In March 2018 the team began the season in the City of Desio Trophy, playing a bilateral meet with Italy in which they won silver. A foot injury to Clara in mid March meant that the team was unable to participate in the Thiais Grand Prix and Esquerdo was unable to compete in the Sofia World Cup. In April, they returned to competition at the World Cup in Pesaro, where the team placed 6th overall, 8th in hoops and 7th in mixed finals, while in May, at the World Cup in Guadalajara, they ranked 10th place overall and 6th in the final of 3 balls and 2 ropes. At the beginning of June, they participated in the European Championship in Guadalajara, the first European Championship held in Spain since 2002. They took 5th place in the All-Around and 6th in both the hoops and mixed finals. At the end of August, he competed in the World Cup in Minsk, where she finished 6th overall, 7th in hoops and 6th in mixed. A week later, at the World Cup event in Kazan, they placed 10th in the All-Around and 7th with 5 hoops.

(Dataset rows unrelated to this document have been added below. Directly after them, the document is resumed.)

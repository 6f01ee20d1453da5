// Xkeysd Mapping Model
// Compiles macro specification strings into structured chord sequences

use smallvec::SmallVec;

use crate::catalog::{EV_KEY, EV_REL};
use crate::symbol::{SymbolError, SymbolTable};

/// Maximum number of keys asserted simultaneously in one chord block.
pub const MAX_CHORD_KEYS: usize = 4;

/// Separator between chord blocks in a macro specification.
const BLOCK_SEPARATOR: char = ';';
/// Separator between simultaneous keys within one chord block.
const KEY_SEPARATOR: char = '+';

/// Errors from compiling a slot's specification string
#[derive(Debug, Clone, PartialEq, Eq, thiserror::Error)]
pub enum MappingError {
    #[error(transparent)]
    Symbol(#[from] SymbolError),

    #[error("'{name}' is not in the {expected} namespace")]
    Validation { name: String, expected: &'static str },

    #[error("chord block '{0}' exceeds {MAX_CHORD_KEYS} simultaneous keys")]
    Capacity(String),
}

/// An ordered set of key codes asserted as one unit.
///
/// Invariant: at most [`MAX_CHORD_KEYS`] entries, enforced at compile time;
/// the storage never spills to the heap.
#[derive(Debug, Clone, PartialEq, Eq)]
pub struct ChordBlock {
    keys: SmallVec<[u16; MAX_CHORD_KEYS]>,
}

impl ChordBlock {
    pub fn keys(&self) -> &[u16] {
        &self.keys
    }

    pub fn len(&self) -> usize {
        self.keys.len()
    }

    pub fn is_empty(&self) -> bool {
        self.keys.is_empty()
    }
}

/// A non-empty, ordered sequence of chord blocks bound to one button slot.
///
/// One block replays with hold semantics; more than one replays as a
/// fire-and-forget burst on the press edge.
#[derive(Debug, Clone, PartialEq, Eq)]
pub struct KeyMacro {
    blocks: Vec<ChordBlock>,
}

impl KeyMacro {
    pub fn blocks(&self) -> &[ChordBlock] {
        &self.blocks
    }

    /// A simple macro is a single chord block.
    pub fn is_simple(&self) -> bool {
        self.blocks.len() == 1
    }

    /// Every key code referenced anywhere in this macro.
    pub fn key_codes(&self) -> impl Iterator<Item = u16> + '_ {
        self.blocks.iter().flat_map(|b| b.keys.iter().copied())
    }
}

/// Compile a button slot's macro specification.
///
/// The grammar has two levels: `;` separates chord blocks and `+` separates
/// the simultaneous keys inside a block, e.g.
/// `"KEY_LEFTALT+KEY_T;KEY_LEFTCTRL+KEY_LEFTALT+KEY_DELETE;KEY_A"`.
/// Every token must resolve into the key namespace.
pub fn compile_macro(table: &SymbolTable, spec: &str) -> Result<KeyMacro, MappingError> {
    let mut blocks = Vec::new();

    for block_spec in spec.split(BLOCK_SEPARATOR) {
        let mut keys: SmallVec<[u16; MAX_CHORD_KEYS]> = SmallVec::new();

        for token in block_spec.split(KEY_SEPARATOR) {
            let token = token.trim();
            let id = table.resolve(token)?;
            if id.kind != EV_KEY {
                return Err(MappingError::Validation {
                    name: token.to_string(),
                    expected: "EV_KEY",
                });
            }
            if keys.len() == MAX_CHORD_KEYS {
                return Err(MappingError::Capacity(block_spec.trim().to_string()));
            }
            keys.push(id.code);
        }

        blocks.push(ChordBlock { keys });
    }

    Ok(KeyMacro { blocks })
}

/// Compile a dial slot's specification: exactly one token resolving into the
/// relative-axis namespace.
pub fn compile_dial(table: &SymbolTable, spec: &str) -> Result<u16, MappingError> {
    let token = spec.trim();
    let id = table.resolve(token)?;
    if id.kind != EV_REL {
        return Err(MappingError::Validation {
            name: token.to_string(),
            expected: "EV_REL",
        });
    }
    Ok(id.code)
}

In mid September the group participated in the World Championships in Sofia. In the 5 hoops exercise they obtained a score of 14.450 after several apparatus drops, while in the mixed routines they achieved a score of 19.150, which placed them in 20th place overall. In the 3 balls and 2 ropes final they took 8th place with 19,800. The team was formed in this championship by Esquerdo, Mónica Alonso, Victoria Cuadrillero, Ana Gayán, Alba Polo and Sara Salarrullana.

At the beginning of March 2019, the team began the season at the Diputación de Málaga International Tournament in Marbella, achieving bronze. After an exhibition in Corbeil-Essonnes, they participated in the Grand Prix de Thiais, obtaining 10th place overall and 6th in 3 hoops and 4 clubs. In April they achieved 10th and 12th place overall at the World Cup events in Pesaro and Baku respectively. In May, at the World Cup in Guadalajara, they were 4th in the All-Around, 7th with 5 balls and 4th in the mixed routine. After several preparatory competitions, in September they disputed the World Championships in Baku, being able to obtain only 17th place in the All-Around and not achieving the Olympic place. The team was formed in this championship by Esquerdo, Victoria Cuadrillero, Ana Gayán, Alba Polo, Emma Reyes and Sara Salarrullana.

On June 1, 2020, the Royal Spanish Federation of Gymnastics announced through its website the decision by the gymnast to retire. Esquerdo said goodbye to the team and the fans through her social networks on June 9.